Another noteworthy aspect in this case is the use of a DCDS to detect air leaks. The conventional analog system has challenges in detecting changes in intraoperative leakage volume when air leaks are intermittent and low volume or, conversely, when the AAL is too high. Furthermore, ISP associated with interstitial pneumonia often has several subsegmental bronchi connected to fistulas due to collateral ventilation between lung subsegments; therefore, even if one bronchus is occluded with a balloon, it was difficult for the physician to confirm its effect on the AAL by visualizing air bubbles [8]. In contrast, a DCDS quantifies these changes for the physician and, when combined with transbronchoscopic oxygen insufflation, can be a more effective technique for locating fistulas. A DCDS can also graph the AAL over time and has been reported to facilitate the early removal of drainage tubes in cases of pneumothorax or video-assisted thoracoscopic lobectomy [9, 10]. The application of DCDS immediately after chest drainage in patients with risk factors for persistent air leaks, such as interstitial lung disease, chronic obstructive pulmonary disease, or low body mass index, may enable early prediction of the development of intractable pneumothorax.

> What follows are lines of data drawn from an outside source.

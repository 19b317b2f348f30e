//! Progress spinners.

use indicatif::{ProgressBar, ProgressDrawTarget, ProgressStyle};
use std::time::Duration;

use super::SpinnerHandle;

/// A spinner shown on stderr while a blocking call runs.
pub struct ProgressSpinner {
    bar: ProgressBar,
}

impl ProgressSpinner {
    /// Create a new spinner with a message.
    pub fn new(message: &str) -> Self {
        let bar = ProgressBar::new_spinner();
        bar.set_draw_target(ProgressDrawTarget::stderr());
        if let Ok(style) = ProgressStyle::default_spinner()
            .tick_chars("⠋⠙⠹⠸⠼⠴⠦⠧⠇⠏ ")
            .template("{spinner:.cyan} {msg}")
        {
            bar.set_style(style);
        }
        bar.set_message(message.to_string());
        bar.enable_steady_tick(Duration::from_millis(80));

        Self { bar }
    }

    /// Create a spinner that doesn't show (non-TTY).
    pub fn hidden() -> Self {
        Self {
            bar: ProgressBar::hidden(),
        }
    }
}

impl SpinnerHandle for ProgressSpinner {
    fn finish_and_clear(&mut self) {
        self.bar.finish_and_clear();
    }
}

#[cfg(test)]
mod tests {
    use super::*;

    #[test]
    fn hidden_spinner_clears() {
        let mut spinner = ProgressSpinner::hidden();
        spinner.finish_and_clear();
        assert!(spinner.bar.is_finished());
    }
}
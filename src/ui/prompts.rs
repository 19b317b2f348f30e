//! Interactive prompts.

use console::{style, Term};
use dialoguer::theme::ColorfulTheme;
use dialoguer::Input;
use std::io::{BufRead, Write};

use crate::error::{Result, TeslaError};

use super::Prompt;

/// Convert dialoguer errors to TeslaError.
fn map_dialoguer_err(e: dialoguer::Error) -> TeslaError {
    TeslaError::Io(e.into())
}

/// Dialoguer theme without the default yellow `?` prefix.
fn prompt_theme() -> ColorfulTheme {
    ColorfulTheme {
        prompt_prefix: style("".to_string()),
        ..ColorfulTheme::default()
    }
}

/// Ask for a line of text on `term`. Surrounding whitespace is trimmed.
pub fn prompt_input(prompt: &Prompt, term: &Term) -> Result<String> {
    let theme = prompt_theme();
    let result: String = Input::<String>::with_theme(&theme)
        .with_prompt(&prompt.question)
        .interact_text_on(term)
        .map_err(map_dialoguer_err)?;

    Ok(result.trim().to_string())
}

/// Ask for a line of text without a terminal (input piped on stdin).
///
/// The question goes to `out`. End of input is an error.
pub fn prompt_line(
    prompt: &Prompt,
    input: &mut dyn BufRead,
    out: &mut dyn Write,
) -> Result<String> {
    write!(out, "{}: ", prompt.question)?;
    out.flush()?;

    let mut line = String::new();
    if input.read_line(&mut line)? == 0 {
        return Err(TeslaError::Io(std::io::Error::new(
            std::io::ErrorKind::UnexpectedEof,
            format!("no input for '{}'", prompt.question),
        )));
    }

    Ok(line.trim().to_string())
}
//! Command-line interface.
//!
//! This module provides the CLI argument parsing using clap's derive macros
//! and command implementations.
//!
//! # Architecture
//!
//! - [`args`] - Argument definitions using clap derive macros
//! - [`commands`] - Command implementations

pub mod args;
pub mod commands;

pub use args::{ChargeAction, ChargeArgs, Cli, ClimateAction, ClimateArgs, Commands};
pub use commands::{Command, CommandDispatcher, CommandResult};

Pleural reinforcement from outside the fistula is required when an air leak is not stopped by EO alone. In this case, an air leak with a volume of approximately 20 mL/h remained after EO, just at the recommended volume for safely removing a drainage tube [1]. However, given the high risk of recurrence of pneumothorax due to the advanced state of CHP and chronic steroid use, an ABP was added to seal the fistulas from the pleural exterior. Accordingly, the air leak disappeared completely following application of the ABP, and the drainage tube was safely removed. Although the necessity and advantage of additional ABP against minor leaks after EO remains to be unestablished, there are reports of a high success rate (89%) for ABPs in stopping prolonged air leaks after pulmonary surgery with minimal impact on lung function and milder adverse events than other chemical pleurodesis [11, 12]. Another advantage of ABPs is that they stop air leakage by patching the fistula rather than by adhesion between the pleura; thus, they can be effective even if full lung expansion is not achieved after thoracic drainage [13]. In cases of ISPs, minor air leaks and incomplete lung expansion attributed to pleural damage and low pleural compliance often remain, despite the application of EO. The addition of an ABP could safely and effectively complement the treatment of EO for ISP.

In conclusion, the hybrid technique combining transbronchoscopic oxygen insufflation and DCDS enables the precise detection of the bronchi responsible for fistulas and assists EO in treating ISP.